In a recent essay for Politico, Eugene Ludwig argues that despite a plethora of economic indicators suggesting a robust US economy in 2024, the reality is far grimmer. He attempts to persuade us with alternative data, but a closer look reveals these metrics lack credibility. In fact, even by his alternative standards, Americans appear to be economically thriving.
The Labor Market
Ludwig introduces a concept of “true” unemployment crafted by his organization, claiming that approximately one-fourth of the potential workforce is either unemployed, underemployed, or impoverished. While this statistic sounds disturbing, it’s essentially a redefined poverty metric, rather than a conventional unemployment figure. This modified approach sets a threshold of $25,000 per worker rather than per household, creating a misleading comparison with standard poverty measures. While assessing poverty is valuable, conflating it with employment metrics only serves to muddle the waters.

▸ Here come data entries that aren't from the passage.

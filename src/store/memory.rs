use std::collections::{HashMap, HashSet};
use std::sync::{Condvar, Mutex, MutexGuard, PoisonError};
use std::time::{Duration, Instant};

use tracing::{debug, warn};

use crate::config::EngineConfig;
use crate::errors::{EngineError, Result};
use crate::events::AuditEntry;
use crate::penalty::PenaltyPolicy;
use crate::state::{Installment, Loan, Repayment};
use crate::types::{LoanId, ProductId};

use super::{LoanStore, LoanTransaction};

#[derive(Debug, Default)]
struct Tables {
    loans: HashMap<LoanId, Loan>,
    installments: HashMap<LoanId, Vec<Installment>>,
    repayments: Vec<Repayment>,
    /// receipt number -> index into `repayments`
    receipts: HashMap<String, usize>,
    policies: HashMap<ProductId, PenaltyPolicy>,
    audit: Vec<AuditEntry>,
}

/// in-process store with row locks per loan and all-or-nothing commits
#[derive(Debug)]
pub struct InMemoryStore {
    tables: Mutex<Tables>,
    row_locks: Mutex<HashSet<LoanId>>,
    released: Condvar,
    lock_timeout: Duration,
}

impl Default for InMemoryStore {
    fn default() -> Self {
        Self::new()
    }
}

impl InMemoryStore {
    pub fn new() -> Self {
        Self::with_lock_timeout(Duration::from_millis(EngineConfig::default().lock_timeout_ms))
    }

    pub fn with_lock_timeout(lock_timeout: Duration) -> Self {
        Self {
            tables: Mutex::new(Tables::default()),
            row_locks: Mutex::new(HashSet::new()),
            released: Condvar::new(),
            lock_timeout,
        }
    }

    pub fn from_config(config: &EngineConfig) -> Self {
        Self::with_lock_timeout(Duration::from_millis(config.lock_timeout_ms))
    }

    fn tables(&self) -> MutexGuard<'_, Tables> {
        self.tables.lock().unwrap_or_else(PoisonError::into_inner)
    }

    // seeding

    pub fn insert_loan(&self, loan: Loan) {
        self.tables().loans.insert(loan.id, loan);
    }

    pub fn insert_installments(&self, loan_id: LoanId, mut installments: Vec<Installment>) {
        installments.sort_by_key(|i| i.installment_number);
        self.tables().installments.insert(loan_id, installments);
    }

    pub fn insert_policy(&self, policy: PenaltyPolicy) {
        self.tables().policies.insert(policy.product_id, policy);
    }

    // committed reads

    pub fn loan(&self, loan_id: LoanId) -> Option<Loan> {
        self.tables().loans.get(&loan_id).cloned()
    }

    pub fn installments(&self, loan_id: LoanId) -> Vec<Installment> {
        self.tables().installments.get(&loan_id).cloned().unwrap_or_default()
    }

    pub fn repayments(&self, loan_id: LoanId) -> Vec<Repayment> {
        self.tables()
            .repayments
            .iter()
            .filter(|r| r.loan_id == loan_id)
            .cloned()
            .collect()
    }

    pub fn audit_log(&self, loan_id: LoanId) -> Vec<AuditEntry> {
        self.tables()
            .audit
            .iter()
            .filter(|a| a.loan_id == loan_id)
            .cloned()
            .collect()
    }
}

impl LoanStore for InMemoryStore {
    type Tx<'a> = MemoryTransaction<'a>;

    fn begin(&self, loan_id: LoanId) -> Result<MemoryTransaction<'_>> {
        let deadline = Instant::now() + self.lock_timeout;
        let mut held = self.row_locks.lock().unwrap_or_else(PoisonError::into_inner);

        while held.contains(&loan_id) {
            let now = Instant::now();
            if now >= deadline {
                warn!(%loan_id, timeout_ms = self.lock_timeout.as_millis() as u64, "row lock wait timed out");
                return Err(EngineError::ConcurrencyConflict {
                    loan_id,
                    message: format!("row lock not acquired within {:?}", self.lock_timeout),
                });
            }
            let (guard, _) = self
                .released
                .wait_timeout(held, deadline - now)
                .unwrap_or_else(PoisonError::into_inner);
            held = guard;
        }

        held.insert(loan_id);
        debug!(%loan_id, "row lock acquired");

        Ok(MemoryTransaction {
            store: self,
            loan_id,
            staged: Staged::default(),
            committed: false,
        })
    }

    fn find_loan_by_receipt(&self, receipt_number: &str) -> Result<Option<LoanId>> {
        let tables = self.tables();
        Ok(tables
            .receipts
            .get(receipt_number)
            .map(|&idx| tables.repayments[idx].loan_id))
    }
}

#[derive(Debug, Default)]
struct Staged {
    loan: Option<Loan>,
    schedule: Option<Vec<Installment>>,
    installments: Vec<Installment>,
    new_repayments: Vec<Repayment>,
    updated_repayments: Vec<Repayment>,
    audit: Vec<AuditEntry>,
}

/// unit of work holding the row lock of one loan
#[derive(Debug)]
pub struct MemoryTransaction<'a> {
    store: &'a InMemoryStore,
    loan_id: LoanId,
    staged: Staged,
    committed: bool,
}

impl MemoryTransaction<'_> {
    fn apply(loan_id: LoanId, staged: Staged, tables: &mut Tables) {
        if let Some(loan) = staged.loan {
            tables.loans.insert(loan.id, loan);
        }

        let schedule = tables.installments.entry(loan_id).or_default();
        if let Some(replacement) = staged.schedule {
            *schedule = replacement;
        }
        for updated in staged.installments {
            match schedule
                .iter_mut()
                .find(|i| i.installment_number == updated.installment_number)
            {
                Some(existing) => *existing = updated,
                None => schedule.push(updated),
            }
        }
        schedule.sort_by_key(|i| i.installment_number);

        for repayment in staged.new_repayments {
            tables
                .receipts
                .insert(repayment.receipt_number.clone(), tables.repayments.len());
            tables.repayments.push(repayment);
        }
        for updated in staged.updated_repayments {
            if let Some(&idx) = tables.receipts.get(&updated.receipt_number) {
                tables.repayments[idx] = updated;
            }
        }

        tables.audit.extend(staged.audit);
    }
}

impl LoanTransaction for MemoryTransaction<'_> {
    fn loan_id(&self) -> LoanId {
        self.loan_id
    }

    fn loan(&self) -> Result<Loan> {
        self.store
            .loan(self.loan_id)
            .ok_or_else(|| EngineError::loan_not_found(self.loan_id))
    }

    fn installments(&self) -> Result<Vec<Installment>> {
        Ok(self.store.installments(self.loan_id))
    }

    fn penalty_policy(&self, product_id: ProductId) -> Result<Option<PenaltyPolicy>> {
        Ok(self.store.tables().policies.get(&product_id).cloned())
    }

    fn repayments(&self) -> Result<Vec<Repayment>> {
        Ok(self.store.repayments(self.loan_id))
    }

    fn receipt_exists(&self, receipt_number: &str) -> Result<bool> {
        let staged = self
            .staged
            .new_repayments
            .iter()
            .any(|r| r.receipt_number == receipt_number);
        Ok(staged || self.store.tables().receipts.contains_key(receipt_number))
    }

    fn put_loan(&mut self, loan: Loan) {
        self.staged.loan = Some(loan);
    }

    fn put_installments(&mut self, installments: Vec<Installment>) {
        self.staged.installments.extend(installments);
    }

    fn replace_schedule(&mut self, installments: Vec<Installment>) {
        self.staged.installments.clear();
        self.staged.schedule = Some(installments);
    }

    fn insert_repayment(&mut self, repayment: Repayment) -> Result<()> {
        if self.receipt_exists(&repayment.receipt_number)? {
            return Err(EngineError::DuplicateReceipt {
                receipt_number: repayment.receipt_number,
            });
        }
        self.staged.new_repayments.push(repayment);
        Ok(())
    }

    fn put_repayment(&mut self, repayment: Repayment) {
        self.staged.updated_repayments.push(repayment);
    }

    fn append_audit(&mut self, entry: AuditEntry) {
        self.staged.audit.push(entry);
    }

    fn commit(mut self) -> Result<()> {
        let staged = std::mem::take(&mut self.staged);
        let mut tables = self.store.tables();

        // a receipt may have been committed by another loan's unit of work
        if let Some(duplicate) = staged
            .new_repayments
            .iter()
            .find(|r| tables.receipts.contains_key(&r.receipt_number))
        {
            return Err(EngineError::DuplicateReceipt {
                receipt_number: duplicate.receipt_number.clone(),
            });
        }

        Self::apply(self.loan_id, staged, &mut tables);
        self.committed = true;
        Ok(())
    }
}

impl Drop for MemoryTransaction<'_> {
    fn drop(&mut self) {
        if !self.committed {
            debug!(loan_id = %self.loan_id, "unit of work rolled back");
        }
        let mut held = self
            .store
            .row_locks
            .lock()
            .unwrap_or_else(PoisonError::into_inner);
        held.remove(&self.loan_id);
        drop(held);
        self.store.released.notify_all();
    }
}

#[cfg(test)]
mod tests {
    use super::*;
    use crate::decimal::{Money, Rate};
    use crate::events::AuditAction;
    use crate::state::LoanTerms;
    use crate::types::{CalculationMethod, PaymentMethod, RepaymentFrequency, RepaymentStatus};
    use chrono::{NaiveDate, TimeZone, Utc};
    use uuid::Uuid;

    fn date(y: i32, m: u32, d: u32) -> NaiveDate {
        NaiveDate::from_ymd_opt(y, m, d).unwrap()
    }

    fn seeded() -> (InMemoryStore, Loan) {
        let terms = LoanTerms {
            principal: Money::from_major(1_000),
            interest_rate: Rate::from_percentage(10),
            term: 1,
            frequency: RepaymentFrequency::Monthly,
            calculation_method: CalculationMethod::Flat,
            first_due_date: date(2024, 2, 1),
            fee_per_installment: Money::ZERO,
        };
        let loan = Loan::new("LN-1", "CL-1", Uuid::new_v4(), terms, Utc.with_ymd_and_hms(2024, 1, 1, 0, 0, 0).unwrap());
        let store = InMemoryStore::with_lock_timeout(Duration::from_millis(20));
        store.insert_loan(loan.clone());
        store.insert_installments(
            loan.id,
            vec![Installment::new(loan.id, 1, date(2024, 2, 1), Money::from_major(1_000), Money::from_major(10), Money::ZERO)],
        );
        (store, loan)
    }

    fn repayment(loan_id: LoanId, receipt: &str) -> Repayment {
        Repayment {
            id: Uuid::new_v4(),
            loan_id,
            receipt_number: receipt.to_string(),
            amount: Money::from_major(10),
            payment_date: date(2024, 2, 1),
            method: PaymentMethod::Cash,
            reference: None,
            principal_paid: Money::ZERO,
            interest_paid: Money::from_major(10),
            fee_paid: Money::ZERO,
            penalty_paid: Money::ZERO,
            excess_amount: Money::ZERO,
            lines: Vec::new(),
            status: RepaymentStatus::Confirmed,
            recorded_by: "teller".to_string(),
            recorded_at: Utc.with_ymd_and_hms(2024, 2, 1, 0, 0, 0).unwrap(),
            reversed_at: None,
            reversal_reason: None,
        }
    }

    #[test]
    fn test_commit_makes_writes_visible() {
        let (store, loan) = seeded();
        let mut tx = store.begin(loan.id).unwrap();
        let mut updated = tx.loan().unwrap();
        updated.loan_balance = Money::from_major(5);
        tx.put_loan(updated);
        tx.insert_repayment(repayment(loan.id, "R-1")).unwrap();
        tx.append_audit(AuditEntry::new(loan.id, AuditAction::PaymentAllocated, "test", "teller", Utc::now()));

        // staged writes are not visible before commit
        assert_eq!(store.loan(loan.id).unwrap().loan_balance, loan.loan_balance);
        tx.commit().unwrap();

        assert_eq!(store.loan(loan.id).unwrap().loan_balance, Money::from_major(5));
        assert_eq!(store.repayments(loan.id).len(), 1);
        assert_eq!(store.audit_log(loan.id).len(), 1);
        assert_eq!(store.find_loan_by_receipt("R-1").unwrap(), Some(loan.id));
    }

    #[test]
    fn test_drop_rolls_back() {
        let (store, loan) = seeded();
        {
            let mut tx = store.begin(loan.id).unwrap();
            tx.insert_repayment(repayment(loan.id, "R-1")).unwrap();
            tx.replace_schedule(Vec::new());
        }
        assert!(store.repayments(loan.id).is_empty());
        assert_eq!(store.installments(loan.id).len(), 1);

        // the lock was released by the drop
        assert!(store.begin(loan.id).is_ok());
    }

    #[test]
    fn test_duplicate_receipts_rejected() {
        let (store, loan) = seeded();
        let mut tx = store.begin(loan.id).unwrap();
        tx.insert_repayment(repayment(loan.id, "R-1")).unwrap();
        let err = tx.insert_repayment(repayment(loan.id, "R-1")).unwrap_err();
        assert!(matches!(err, EngineError::DuplicateReceipt { .. }));
        tx.commit().unwrap();

        let mut tx = store.begin(loan.id).unwrap();
        assert!(tx.receipt_exists("R-1").unwrap());
        assert!(tx.insert_repayment(repayment(loan.id, "R-1")).is_err());
    }

    #[test]
    fn test_same_loan_lock_times_out_as_conflict() {
        let (store, loan) = seeded();
        let _held = store.begin(loan.id).unwrap();

        let err = store.begin(loan.id).unwrap_err();
        assert!(matches!(err, EngineError::ConcurrencyConflict { .. }));
        assert!(err.is_retryable());

        // other loans are unaffected
        assert!(store.begin(Uuid::new_v4()).is_ok());
    }

    #[test]
    fn test_missing_loan_is_not_found() {
        let (store, _) = seeded();
        let tx = store.begin(Uuid::new_v4()).unwrap();
        assert!(matches!(tx.loan(), Err(EngineError::NotFound { .. })));
    }

    #[test]
    fn test_replace_schedule_then_update() {
        let (store, loan) = seeded();
        let mut tx = store.begin(loan.id).unwrap();
        let fresh: Vec<Installment> = (1..=3)
            .map(|n| Installment::new(loan.id, n, date(2024, 1 + n, 1), Money::from_major(100), Money::ZERO, Money::ZERO))
            .collect();
        tx.replace_schedule(fresh.into_iter().rev().collect());
        tx.commit().unwrap();

        let schedule = store.installments(loan.id);
        assert_eq!(schedule.len(), 3);
        assert_eq!(schedule.iter().map(|i| i.installment_number).collect::<Vec<_>>(), vec![1, 2, 3]);
    }
}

Even according to Ludwig’s own alternative measure, the data do not substantiate his narrative of economic decline. The January 2025 figure of 23.3 percent marks the second-lowest January reading in history, with only January 2024 posting a marginally lower rate of 23.0 percent. This represents a notable 10-point decrease from the January 1995 level, the inaugural year of their data series. Instead of indicating economic distress, this trend reflects a long-term improvement in economic conditions, even when juxtaposed with the official U-3 rate, currently at 4 percent.
Income and Earnings
Ludwig further critiques the Bureau of Labor Statistics’ (BLS) median weekly earnings report, claiming it omits part-time workers and thus provides an incomplete view. However, he overlooks that the BLS also generates a measure for part-time workers that is included in their monthly outputs. The full-time earnings measure is particularly important, as over 80 percent of the workforce is composed of full-time employees.
Moreover, differentiating between full-time and part-time earnings is enlightening, not misleading, as it clarifies labor market trends. Many part-time workers are students, caregivers, or those opting for part-time work for personal reasons. While their earnings matter, amalgamating them with full-time wages would obscure the overall wage trend.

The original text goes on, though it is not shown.